Thursday, June 15, 2006

Hermeneutics in Everyday Life

[From the glory days of the Internet]
Date:Fri, 21 Mar 1997

by Tim Perry
Durham University.

Suppose you're traveling to work and you see a stop sign. What do you
do? That depends on how you exegete the stop sign.

1. A postmodernist deconstructs the sign (knocks it over with his car),
ending forever the tyranny of the north-south traffic over the east-west

2. Similarly, a Marxist refuses to stop because he sees the stop sign
as an instrument of class conflict. He concludes that the bourgeois use
the north-south road and obstruct the progress of the workers in the
east-west road.

3. A serious and educated Catholic rolls through the intersection
because he believes he cannot understand the stop sign apart from its
interpretive community and tradition. Observing that the interpretive
community doesn't take it too seriously, he doesn't feel obligated to
take it too seriously either.

4. An average Catholic (or Orthodox or Coptic or Anglican or Methodist
or Presbyterian or whatever) doesn't bother to read the sign but he'll
stop if the car in front of him does.

5. A fundamentalist, taking the text very literally, stops at the stop
sign and waits for it to tell him to go.

6. A seminary-educated evangelical preacher might look up "STOP" in his
lexicons of English and discover that it can mean: 1) something which
prevents motion, such as a plug for a drain, or a block of wood that
prevents a door from closing; 2) a location where a train or bus lets
off passengers. The main point of his sermon the following Sunday on
this text is: when you see a stop sign, it is a place where traffic is
naturally clogged, so it is a good place to let off passengers from your

7. An orthodox Jew does one of two things: a) Take another route to
work that doesn't have a stop sign so that he doesn't run the risk of
disobeying the Law; b) Stop at the sign, say "Blessed art thou, O Lord
our God, king of the universe, who hast given us thy commandment to
stop," wait 3 seconds according to his watch, and then proceed.
Incidently, the Talmud has the following comments on this passage:
R[abbi] Meir says: He who does not stop shall not live long.

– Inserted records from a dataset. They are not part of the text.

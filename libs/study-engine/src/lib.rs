//! Scheduling engine for flashcard-style study.
//!
//! Provides:
//! - Knowledge-state store and persistence boundary
//! - Scheduling strategies (simple rating model, SM-2) with need scoring
//! - Question selector with study modes, anti-repeat window and session batches
//! - Session and daily goal tracking
//! - JSON export/import of the full state
//!
//! The engine is synchronous and performs no I/O. Callers own the store,
//! the selector and the strategy and pass them in explicitly.

pub mod algorithm;
pub mod error;
pub mod recent;
pub mod selector;
pub mod session;
pub mod store;
pub mod transfer;
pub mod types;

pub use algorithm::{get_strategy, strategy_for, SchedulingStrategy};
pub use error::{Result, TransferError};
pub use recent::RecentWindow;
pub use selector::{PoolFilter, Selection, Selector};
pub use session::{study_date, DailyGoal, SessionStats, SessionTracker};
pub use store::{KnowledgeStore, StatePersistence};
pub use transfer::{import_into, Snapshot};
pub use types::{
    AnswerEvent, Confidence, EngineSettings, KnowledgeState, QuestionRef, Stage, StrategyKind,
    Strength, StudyMode,
};
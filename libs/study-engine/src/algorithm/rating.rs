//! Simple rating model.
//!
//! Mastery is an integer rating from 0 (unknown) to 10 that moves one
//! step per answer. There is no review schedule: any question answered at
//! least once counts as due, and ordering comes from the need score.

use super::SchedulingStrategy;
use crate::types::{epoch_ms, AnswerEvent, KnowledgeState, Stage, Strength, DAY_MS, MAX_RATING};
use chrono::{DateTime, Utc};

/// Rating model with configurable score weights.
#[derive(Debug, Clone)]
pub struct RatingModel {
    pub max_rating: u8,
    /// Ratings at or above this count as in review rather than learning.
    pub review_rating: u8,
    pub base_score: f64,
    pub rating_weight: f64,
    pub incorrect_weight: f64,
    pub streak_weight: f64,
    pub recency_cap_days: i64,
}

impl Default for RatingModel {
    fn default() -> Self {
        Self {
            max_rating: MAX_RATING,
            review_rating: 5,
            base_score: 100.0,
            rating_weight: 15.0,
            incorrect_weight: 5.0,
            streak_weight: 3.0,
            recency_cap_days: 30,
        }
    }
}

impl RatingModel {
    /// Whole days since the last answer, 0 when never answered.
    fn days_since(&self, state: &KnowledgeState, now_ms: i64) -> i64 {
        if state.last_answered_at > 0 {
            (now_ms - state.last_answered_at).max(0) / DAY_MS
        } else {
            0
        }
    }
}

impl SchedulingStrategy for RatingModel {
    fn name(&self) -> &'static str {
        "rating"
    }

    fn apply(
        &self,
        state: &KnowledgeState,
        event: &AnswerEvent,
        now: DateTime<Utc>,
    ) -> KnowledgeState {
        let current = state.rating.min(self.max_rating);
        let mut next = state.clone();

        next.rating = if event.is_correct {
            current.saturating_add(1).min(self.max_rating)
        } else {
            current.saturating_sub(1)
        };
        next.record_outcome(event, epoch_ms(now));

        next.stage = if next.rating >= self.max_rating {
            Stage::Mastered
        } else if !event.is_correct || next.rating < self.review_rating {
            Stage::Learning
        } else {
            Stage::Review
        };

        next
    }

    fn score(&self, state: &KnowledgeState, now: DateTime<Utc>) -> f64 {
        let rating = f64::from(state.rating.min(self.max_rating));
        let base = self.base_score - rating * self.rating_weight;
        let boost = f64::from(state.incorrect_count) * self.incorrect_weight;
        let penalty = f64::from(state.correct_streak) * self.streak_weight;
        let recency = self
            .days_since(state, epoch_ms(now))
            .min(self.recency_cap_days) as f64;

        base + boost - penalty + recency
    }

    fn is_due(&self, state: &KnowledgeState, _now: DateTime<Utc>) -> bool {
        state.last_answered_at > 0
    }

    fn strength(&self, state: &KnowledgeState) -> Strength {
        if state.total_reviews == 0 {
            return Strength::New;
        }
        match state.rating {
            0..=3 => Strength::Learning,
            4..=6 => Strength::Good,
            r if r < self.max_rating => Strength::Strong,
            _ => Strength::Mastered,
        }
    }
}
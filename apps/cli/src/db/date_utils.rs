//! Date utilities for daily reset hour handling.

use chrono::{DateTime, FixedOffset, Local, NaiveDate, Utc};
use study_engine::session::format_date;
use study_engine::study_date;

/// Offset of the local time zone right now.
pub fn local_offset() -> FixedOffset {
    *Local::now().offset()
}

/// Get adjusted "today" based on daily_reset_hour.
///
/// Before the reset hour the study day is still the previous calendar day,
/// so late-night answers count towards it.
pub fn get_adjusted_today(daily_reset_hour: u32) -> NaiveDate {
    study_date(Utc::now(), local_offset(), daily_reset_hour)
}

/// Format adjusted today as YYYY-MM-DD string for SQL queries.
pub fn get_adjusted_today_string(daily_reset_hour: u32) -> String {
    study_day_string(Utc::now(), local_offset(), daily_reset_hour)
}

/// Study day containing `now` in `offset`, as YYYY-MM-DD.
pub fn study_day_string(now: DateTime<Utc>, offset: FixedOffset, daily_reset_hour: u32) -> String {
    format_date(study_date(now, offset, daily_reset_hour))
}
//! Application configuration from the environment.

use std::path::PathBuf;

/// Runtime paths for the CLI.
#[derive(Debug, Clone, PartialEq)]
pub struct AppConfig {
    pub db_path: PathBuf,
    pub bank_path: Option<PathBuf>,
}

impl AppConfig {
    /// Read `STUDY_DB_PATH` and `STUDY_BANK_PATH`.
    pub fn from_env() -> Self {
        Self::from_lookup(|key| std::env::var(key).ok())
    }

    fn from_lookup(lookup: impl Fn(&str) -> Option<String>) -> Self {
        let db_path = lookup("STUDY_DB_PATH")
            .filter(|v| !v.is_empty())
            .map(PathBuf::from)
            .unwrap_or_else(default_db_path);
        let bank_path = lookup("STUDY_BANK_PATH")
            .filter(|v| !v.is_empty())
            .map(PathBuf::from);
        Self { db_path, bank_path }
    }

    /// Command-line paths take precedence over the environment.
    pub fn with_overrides(mut self, db: Option<PathBuf>, bank: Option<PathBuf>) -> Self {
        if let Some(db) = db {
            self.db_path = db;
        }
        if bank.is_some() {
            self.bank_path = bank;
        }
        self
    }
}

fn default_db_path() -> PathBuf {
    dirs::data_local_dir()
        .unwrap_or_else(|| PathBuf::from("."))
        .join("study-engine")
        .join("study.db")
}

#[cfg(test)]
mod tests {
    use super::*;
    use pretty_assertions::assert_eq;
    use std::collections::HashMap;

    fn lookup(vars: &[(&str, &str)]) -> impl Fn(&str) -> Option<String> {
        let map: HashMap<String, String> = vars
            .iter()
            .map(|(k, v)| (k.to_string(), v.to_string()))
            .collect();
        move |key| map.get(key).cloned()
    }

    #[test]
    fn reads_paths_from_env() {
        let config = AppConfig::from_lookup(lookup(&[
            ("STUDY_DB_PATH", "/tmp/s.db"),
            ("STUDY_BANK_PATH", "/tmp/bank.json"),
        ]));
        assert_eq!(config.db_path, PathBuf::from("/tmp/s.db"));
        assert_eq!(config.bank_path, Some(PathBuf::from("/tmp/bank.json")));
    }

    #[test]
    fn falls_back_to_data_dir() {
        let config = AppConfig::from_lookup(lookup(&[("STUDY_DB_PATH", "")]));
        assert!(config.db_path.ends_with("study-engine/study.db"));
        assert_eq!(config.bank_path, None);
    }

    #[test]
    fn flags_override_env() {
        let config = AppConfig::from_lookup(lookup(&[("STUDY_BANK_PATH", "env.json")]))
            .with_overrides(Some(PathBuf::from("flag.db")), None);
        assert_eq!(config.db_path, PathBuf::from("flag.db"));
        assert_eq!(config.bank_path, Some(PathBuf::from("env.json")));
    }
}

R. Hillel
says: Cursed is he who does not count to three before proceeding. R.
Simon ben Yudah says: Why three? Because the Holy One, blessed be He,
gave us the Law, the Prophets, and the Writings. R. ben Issac says:
Because of the three patriarchs. R. Yehuda says: Why bless the Lord at
a stop sign? Because it says, "Be still and know that I am God." R.
Hezekiel says: When Jephthah returned from defeating the Ammonites, the
Holy One, blessed be He, knew that a donkey would run out of the house
and overtake his daughter, but Jephthah did not stop at the stop sign,
and the donkey did not have time to come out. For this reason he saw
his daughter first and lost her. Thus he was judged for his
transgression at the stop sign. R. Gamaliel says: R. Hillel, when he
was a baby, never spoke a word, though his parents tried to teach him by
speaking and showing him the words on a scroll. One day his father was
driving through town and did not stop at the sign. Young Hillel
called out: "Stop, father!" In this way, he began reading and speaking
at the same time. Thus it is written: "Out of the mouths of babes."
R. ben Jacob says: Where did the stop sign come from? Out of the sky,
for it is written: "Forever, O Lord, your word is fixed in the
heavens." R. Ben Nathan says: Where were the stop signs created? On
the fourth day, for it is written: "Let them serve as signs." R.
Yeshuah says....[continues for three more pages]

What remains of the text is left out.